Before they left, Tom carried in a five-gallon jug of water. “Keep this just in case,” he said as soon as his mouth worked. “And I checked for critters, but none had gotten in down there.” Yikes. I hadn’t considered critters.
“And remember,” Elizabeth said, “if you need it anytime, we have a nice guest room with its own bath right down the road!” When she offered the easy and sensible escape it occurred to me…the idea of going somewhere else until danger passed had never occurred to me. I would have stayed here and fended for myself, and I could! I now knew firsthand the logistics of the septic system, the fuse boxes, and the well water thingee. Even though we’d had so much snow this winter that it had zapped out Brad’s snow blower, Tex, who lived up Whitetail and snowplowed the roads used our end-of-the-road driveway to turn around while on his route, so our driveway was virtually always passable. If not, I had snowshoes. I could get the tractor in gear. There were cords and cords of firewood stacked right outside my door. Two giant guard dogs would protect me from an attacking army. I had Blizzak tires and Cabela clothes. UPS delivered.
After he got home, Brad checked the trapdoor and assumed the wind had knocked aside a piece of wood he’d propped there to hold it closed. I heard the whir of a drill and the pound of a hammer as he fixed it so such a scenario could not repeat itself. Then he asked me to show him the thingee so he would know what to do. Quick-draw Katha! He informed me that if I ever needed water, even in the freezing winter, the outflow from our French drain always flushed it. We’d installed one because during the first spring melt we discovered another Flathead Lake right under our house. If I had to, I could live forever off our land.
I’d asked Tom if I should buy myself one of those little Geiger-counter doodads he’d used to test the tank thingees.
“You could give yourself quite a jolt,” he’d warned. “If Brad’s not here and you’re in trouble, I’d rather you just call us.”
If I ever had to I could get by out here in the wilderness…with a little help from my new friends.

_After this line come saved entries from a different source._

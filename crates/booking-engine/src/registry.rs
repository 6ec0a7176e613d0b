//! Static catalog of schedulable resources (lawyers) and their constraints.
//!
//! The registry is built once from configuration and is read-only afterwards,
//! so a single instance can be shared by any number of concurrent validation
//! calls.

use std::collections::{BTreeSet, HashMap};

use chrono::NaiveTime;
use serde::{Deserialize, Serialize};

use crate::config::hhmm;
use crate::error::{Result, SchedulingError};

/// Daily wall-clock working window, e.g. 09:00-17:00.
#[derive(Debug, Clone, Copy, PartialEq, Eq, Serialize, Deserialize)]
pub struct WorkingHours {
    #[serde(with = "hhmm")]
    pub start: NaiveTime,
    #[serde(with = "hhmm")]
    pub end: NaiveTime,
}

/// A schedulable person and the limits on their calendar.
#[derive(Debug, Clone, PartialEq, Eq, Serialize, Deserialize)]
pub struct Resource {
    /// Unique short code (e.g. "DH").
    pub id: String,
    pub name: String,
    #[serde(default)]
    pub email: String,
    pub working_hours: WorkingHours,
    /// Minimum idle gap required between consecutive bookings.
    pub break_minutes: u32,
    /// Cap on bookings starting on one calendar day.
    pub max_daily_appointments: u32,
    /// Case-type tags this resource handles.
    #[serde(default)]
    pub specialties: Vec<String>,
}

impl Resource {
    pub fn has_specialty(&self, tag: &str) -> bool {
        self.specialties.iter().any(|s| s == tag)
    }

    /// True if `tag` names this resource by id, name or email.
    ///
    /// The id must match exactly; name and email are compared trimmed and
    /// case-insensitively.
    pub fn matches_tag(&self, tag: &str) -> bool {
        let tag = tag.trim();
        if tag.is_empty() {
            return false;
        }
        tag == self.id
            || tag.eq_ignore_ascii_case(self.name.trim())
            || (!self.email.is_empty() && tag.eq_ignore_ascii_case(self.email.trim()))
    }

    fn validate(&self) -> Result<()> {
        if self.id.trim().is_empty() {
            return Err(SchedulingError::InvalidInput(
                "resource id must not be empty".to_string(),
            ));
        }
        if self.name.trim().is_empty() {
            return Err(SchedulingError::InvalidInput(format!(
                "resource {} has no name",
                self.id
            )));
        }
        if self.working_hours.start >= self.working_hours.end {
            return Err(SchedulingError::InvalidInput(format!(
                "resource {} working hours {}-{} are empty",
                self.id,
                self.working_hours.start.format("%H:%M"),
                self.working_hours.end.format("%H:%M"),
            )));
        }
        Ok(())
    }
}

/// Read-only catalog of resources, indexed by id.
#[derive(Debug, Clone, Default)]
pub struct ResourceRegistry {
    resources: Vec<Resource>,
    by_id: HashMap<String, usize>,
}

impl ResourceRegistry {
    /// Build the registry, validating every profile and id uniqueness.
    ///
    /// # Errors
    /// Returns `SchedulingError::InvalidInput` for a duplicate id, an empty id or
    /// name, or working hours whose start is not before their end.
    pub fn new(resources: Vec<Resource>) -> Result<Self> {
        let mut by_id = HashMap::with_capacity(resources.len());
        for (idx, resource) in resources.iter().enumerate() {
            resource.validate()?;
            if by_id.insert(resource.id.clone(), idx).is_some() {
                return Err(SchedulingError::InvalidInput(format!(
                    "duplicate resource id: {}",
                    resource.id
                )));
            }
        }
        Ok(Self { resources, by_id })
    }

    /// Look up a resource by id.
    ///
    /// # Errors
    /// Returns `SchedulingError::NotFound` when no profile has this id.
    pub fn get(&self, id: &str) -> Result<&Resource> {
        self.by_id
            .get(id)
            .map(|&idx| &self.resources[idx])
            .ok_or_else(|| SchedulingError::NotFound(id.to_string()))
    }

    /// All resources in configuration order.
    pub fn list(&self) -> &[Resource] {
        &self.resources
    }

    pub fn contains(&self, id: &str) -> bool {
        self.by_id.contains_key(id)
    }

    /// Resources that handle the given case type.
    pub fn with_specialty<'a>(&'a self, tag: &'a str) -> impl Iterator<Item = &'a Resource> + 'a {
        self.resources.iter().filter(move |r| r.has_specialty(tag))
    }

    /// Sorted union of every specialty tag in the registry.
    pub fn specialties(&self) -> Vec<&str> {
        let tags: BTreeSet<&str> = self
            .resources
            .iter()
            .flat_map(|r| r.specialties.iter().map(String::as_str))
            .collect();
        tags.into_iter().collect()
    }

    /// Resolve a raw owner tag (id, name or email) to a resource.
    ///
    /// An exact id match wins over a name or email match.
    pub fn resolve_owner(&self, tag: &str) -> Option<&Resource> {
        if let Ok(resource) = self.get(tag.trim()) {
            return Some(resource);
        }
        self.resources.iter().find(|r| r.matches_tag(tag))
    }
}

By the time spring blossomed into early summer, I felt like I wanted to free up more time to spend in the great outdoors. A much younger version of me had been assigned to assist on the Symphony Guild newsletter so when I spontaneously asked her during the June meeting would she like to take the entire project and run with it, she acted like I’d just announced her the winner on American Idol. That was my last meeting. I would still pay my dues and attend the delicious and entertaining fall and spring luncheons.

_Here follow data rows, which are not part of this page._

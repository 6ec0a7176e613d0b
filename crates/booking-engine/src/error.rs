//! Error types for booking-engine operations.

use thiserror::Error;

#[derive(Error, Debug)]
pub enum SchedulingError {
    /// No resource profile matches the requested id.
    #[error("Unknown resource: {0}")]
    NotFound(String),

    /// A proposed slot, resource profile or configuration value is malformed.
    #[error("Invalid input: {0}")]
    InvalidInput(String),

    /// The calendar data source failed. Never treated as "no conflicts".
    #[error("Busy intervals unavailable for {resource}: {source}")]
    DataUnavailable {
        resource: String,
        #[source]
        source: Box<dyn std::error::Error + Send + Sync>,
    },

    #[error("Invalid timezone: {0}")]
    InvalidTimezone(String),

    #[error("Configuration parse error: {0}")]
    Config(#[from] serde_json::Error),

    #[error("Configuration read error: {0}")]
    Io(#[from] std::io::Error),
}

pub type Result<T> = std::result::Result<T, SchedulingError>;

When a reactionary Save-The-Bark-Beetle graduate student expressed an interest in joining the Ninemile Wilderness Watch board, I handed her my baton and my newsletter file like a hot potato. I’d help slice cakes and pies at the annual cakewalk fundraiser.
Letting go, even off the river, felt so good that a week later I found myself at Brookside across the desk from Shirley.
“I think I need some time off,” I told her. “I hate to let you down, but I live out in the Ninemile now and I really want to spend more time there.”
Shirley looked at me and smiled. “Kathleen, she said, “when you first came here we all knew it was because of your father. You were new to Montana, didn’t know a living soul, and he was far away and dying.” I nodded as she continued in her soft consoling voice. “ There is a season for everything. This desire to take time for yourself is a sign that you are beginning to accept his floss.” I sighed and fought back the tears. It was true, only two weeks ago I’d finally been able to read “leg of lamb” on a supper menu without breaking down at the table to the degree that the waiter thought Brad was leaving me.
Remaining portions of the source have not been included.